**THE PROBLEM:** Would you copy every line of the listing below that includes the word "Output"?
□ □ □
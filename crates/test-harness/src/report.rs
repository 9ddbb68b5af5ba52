//! Structured text reports of a weld session.
//!
//! Reports are plain text, not JSON, so a failing test can print the whole
//! state of the bench in a form that reads top to bottom.

use std::fmt;

use weld_kernel::KernelIntrospect;
use weld_ops::WeldSide;

use crate::workflow::WeldBench;

/// A complete weld report.
pub struct WeldReport {
    pub entries: Vec<WeldEntry>,
    pub solid_count: usize,
    pub weld_counter: u64,
    pub warnings: Vec<String>,
    pub errors: Vec<(String, String)>,
}

/// A single feature's report entry.
pub struct WeldEntry {
    pub index: usize,
    pub name: String,
    pub label: String,
    pub suppressed: bool,
    pub bodies: Vec<String>,
    pub sections: Vec<SectionSummary>,
    pub treated_ends: usize,
}

/// One placed cross-section.
pub struct SectionSummary {
    pub op: String,
    pub side: WeldSide,
    pub depth: f64,
    pub dist_out: f64,
}

impl WeldReport {
    /// Format the report as text.
    pub fn to_text(&self) -> String {
        let mut out = String::new();
        out.push_str("=== Weld Report ===\n\n");

        let suppressed = self.entries.iter().filter(|e| e.suppressed).count();
        out.push_str(&format!(
            "Welds ({} features, {} suppressed, {} errors):\n",
            self.entries.len(),
            suppressed,
            self.errors.len(),
        ));
        for entry in &self.entries {
            let sup = if entry.suppressed { " [SUPPRESSED]" } else { "" };
            out.push_str(&format!(
                "  [{}] {} \"{}\"{}\n",
                entry.index, entry.label, entry.name, sup,
            ));
            if !entry.bodies.is_empty() {
                out.push_str(&format!("      Bodies: {}\n", entry.bodies.join(", ")));
            }
            for s in &entry.sections {
                let side = match s.side {
                    WeldSide::Primary => "primary",
                    WeldSide::Other => "other",
                };
                out.push_str(&format!(
                    "      Section {} ({side}): depth {:.3}, dist_out {:.3}\n",
                    s.op, s.depth, s.dist_out,
                ));
            }
            if entry.treated_ends > 0 {
                out.push_str(&format!("      Treated ends: {}\n", entry.treated_ends));
            }
        }

        out.push_str(&format!("\nSolids: {}\n", self.solid_count));
        out.push_str(&format!("Weld counter: {}\n", self.weld_counter));

        if !self.warnings.is_empty() {
            out.push_str(&format!("\nWarnings ({}):\n", self.warnings.len()));
            for w in &self.warnings {
                out.push_str(&format!("  {w}\n"));
            }
        }

        if self.errors.is_empty() {
            out.push_str("\nErrors: none\n");
        } else {
            out.push_str(&format!("\nErrors ({}):\n", self.errors.len()));
            for (feature, msg) in &self.errors {
                out.push_str(&format!("  {feature}: {msg}\n"));
            }
        }
        out
    }
}

impl fmt::Display for WeldReport {
    fn fmt(&self, f: &mut fmt::Formatter<'_>) -> fmt::Result {
        write!(f, "{}", self.to_text())
    }
}

impl WeldBench {
    /// Generate a report of the last rebuild.
    pub fn report(&self) -> WeldReport {
        let entries = self
            .engine
            .features
            .features
            .iter()
            .enumerate()
            .map(|(index, feature)| {
                let result = self.engine.get_result(feature.id);
                WeldEntry {
                    index,
                    name: feature.name.clone(),
                    label: feature.config.label(),
                    suppressed: feature.suppressed,
                    bodies: result.map(|r| r.names.clone()).unwrap_or_default(),
                    sections: result
                        .map(|r| {
                            r.sections
                                .iter()
                                .map(|s| SectionSummary {
                                    op: s.op.to_string(),
                                    side: s.side,
                                    depth: s.depth,
                                    dist_out: s.dist_out,
                                })
                                .collect()
                        })
                        .unwrap_or_default(),
                    treated_ends: result.map_or(0, |r| r.treated_ends),
                }
            })
            .collect();

        let errors = self
            .engine
            .errors
            .iter()
            .map(|(id, e)| {
                let name = self
                    .engine
                    .features
                    .find_feature(*id)
                    .map(|f| f.name.clone())
                    .unwrap_or_else(|| id.to_string());
                (name, e.to_string())
            })
            .collect();

        WeldReport {
            entries,
            solid_count: self.kernel().solids().len(),
            weld_counter: self.weld_counter(),
            warnings: self.engine.warnings.clone(),
            errors,
        }
    }
}
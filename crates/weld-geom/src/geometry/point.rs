use serde::{Deserialize, Serialize};
use std::ops::{Add, Sub};

use super::vector::{Vec2, Vec3};

/// A point in model space.
#[derive(Debug, Clone, Copy, PartialEq, Serialize, Deserialize)]
pub struct Point3d {
    pub x: f64,
    pub y: f64,
    pub z: f64,
}

impl Point3d {
    pub const ORIGIN: Self = Self {
        x: 0.0,
        y: 0.0,
        z: 0.0,
    };

    pub fn new(x: f64, y: f64, z: f64) -> Self {
        Self { x, y, z }
    }

    pub fn distance_to(&self, other: &Self) -> f64 {
        self.distance_squared_to(other).sqrt()
    }

    pub fn distance_squared_to(&self, other: &Self) -> f64 {
        (*self - *other).length_squared()
    }

    pub fn midpoint(&self, other: &Self) -> Self {
        self.lerp(other, 0.5)
    }

    pub fn lerp(&self, other: &Self, t: f64) -> Self {
        Self {
            x: self.x + t * (other.x - self.x),
            y: self.y + t * (other.y - self.y),
            z: self.z + t * (other.z - self.z),
        }
    }

    pub fn to_vec3(&self) -> Vec3 {
        Vec3::new(self.x, self.y, self.z)
    }

    /// Arithmetic mean of a point set. `None` for an empty set.
    pub fn centroid(points: &[Point3d]) -> Option<Point3d> {
        if points.is_empty() {
            return None;
        }
        let n = points.len() as f64;
        let sum = points
            .iter()
            .fold(Vec3::ZERO, |acc, p| acc + p.to_vec3());
        Some(Point3d::ORIGIN + sum / n)
    }
}

impl Add<Vec3> for Point3d {
    type Output = Point3d;
    fn add(self, rhs: Vec3) -> Self::Output {
        Point3d::new(self.x + rhs.x, self.y + rhs.y, self.z + rhs.z)
    }
}

impl Sub<Vec3> for Point3d {
    type Output = Point3d;
    fn sub(self, rhs: Vec3) -> Self::Output {
        Point3d::new(self.x - rhs.x, self.y - rhs.y, self.z - rhs.z)
    }
}

impl Sub for Point3d {
    type Output = Vec3;
    fn sub(self, rhs: Self) -> Self::Output {
        Vec3::new(self.x - rhs.x, self.y - rhs.y, self.z - rhs.z)
    }
}

/// A point in a weld frame's 2D coordinates.
#[derive(Debug, Clone, Copy, PartialEq, Serialize, Deserialize)]
pub struct Point2d {
    pub x: f64,
    pub y: f64,
}

impl Point2d {
    pub const ORIGIN: Self = Self { x: 0.0, y: 0.0 };

    pub fn new(x: f64, y: f64) -> Self {
        Self { x, y }
    }

    pub fn distance_to(&self, other: &Self) -> f64 {
        (*self - *other).length()
    }

    pub fn midpoint(&self, other: &Self) -> Self {
        Self::new((self.x + other.x) * 0.5, (self.y + other.y) * 0.5)
    }

    pub fn to_vec2(&self) -> Vec2 {
        Vec2::new(self.x, self.y)
    }

    /// Reflect across the frame's x axis.
    pub fn mirrored_y(&self) -> Self {
        Self::new(self.x, -self.y)
    }
}

impl Add<Vec2> for Point2d {
    type Output = Point2d;
    fn add(self, rhs: Vec2) -> Self::Output {
        Point2d::new(self.x + rhs.x, self.y + rhs.y)
    }
}

impl Sub for Point2d {
    type Output = Vec2;
    fn sub(self, rhs: Self) -> Self::Output {
        Vec2::new(self.x - rhs.x, self.y - rhs.y)
    }
}
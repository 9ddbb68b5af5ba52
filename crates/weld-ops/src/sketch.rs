use weld_geom::{ProfileCurve, Segment, SegmentRole, WeldFrame};
use weld_kernel::{KernelId, KernelIntrospect, OpId, SketchId};

use crate::kernel_ext::KernelBundle;
use crate::types::{OpError, Scratch};

/// A profile loop turned into a solved kernel sketch.
#[derive(Debug, Clone)]
pub struct SketchedProfile {
    pub sketch: SketchId,
    /// Region face bounded by the loop.
    pub region: KernelId,
    entities: Vec<(SegmentRole, String)>,
}

impl SketchedProfile {
    /// Name of the first entity with `role`.
    pub fn entity(&self, role: SegmentRole) -> Option<&str> {
        self.entities
            .iter()
            .find(|(r, _)| *r == role)
            .map(|(_, name)| name.as_str())
    }

    /// Live faces derived from every entity with `role`.
    pub fn faces_of(&self, kb: &dyn KernelIntrospect, role: SegmentRole) -> Vec<KernelId> {
        self.entities
            .iter()
            .filter(|(r, _)| *r == role)
            .flat_map(|(_, name)| kb.sketch_entity_faces(self.sketch, name))
            .collect()
    }
}

/// Sketch `curve` on `frame` and solve it.
///
/// The sketch is recorded as scratch as soon as it exists, so a failed
/// solve still gets cleaned up.
pub fn sketch_profile(
    kb: &mut dyn KernelBundle,
    op: &OpId,
    frame: &WeldFrame,
    curve: &ProfileCurve,
    scratch: &mut Vec<Scratch>,
) -> Result<SketchedProfile, OpError> {
    let sketch = kb.create_sketch(&op.child("sketch"), frame)?;
    scratch.push(Scratch::Sketch(sketch));

    let names = curve.entity_names();
    let mut entities = Vec::with_capacity(names.len());
    for (segment, name) in curve.segments().iter().zip(names) {
        match segment.geometry {
            Segment::Line { start, end } => kb.add_line(sketch, &name, start, end)?,
            Segment::Arc { start, mid, end } => kb.add_arc(sketch, &name, start, mid, end)?,
        }
        entities.push((segment.role, name));
    }
    let region = kb.solve_sketch(sketch)?;
    Ok(SketchedProfile {
        sketch,
        region,
        entities,
    })
}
□ □ □
**RESULT FOR THIS EXERCISE:**
    type Output = Point3d;
    fn add(self, rhs: Vec3) -> Self::Output {
    type Output = Point3d;
    fn sub(self, rhs: Vec3) -> Self::Output {
    type Output = Vec3;
    fn sub(self, rhs: Self) -> Self::Output {
    type Output = Point2d;
    fn add(self, rhs: Vec2) -> Self::Output {
    type Output = Vec2;
    fn sub(self, rhs: Self) -> Self::Output {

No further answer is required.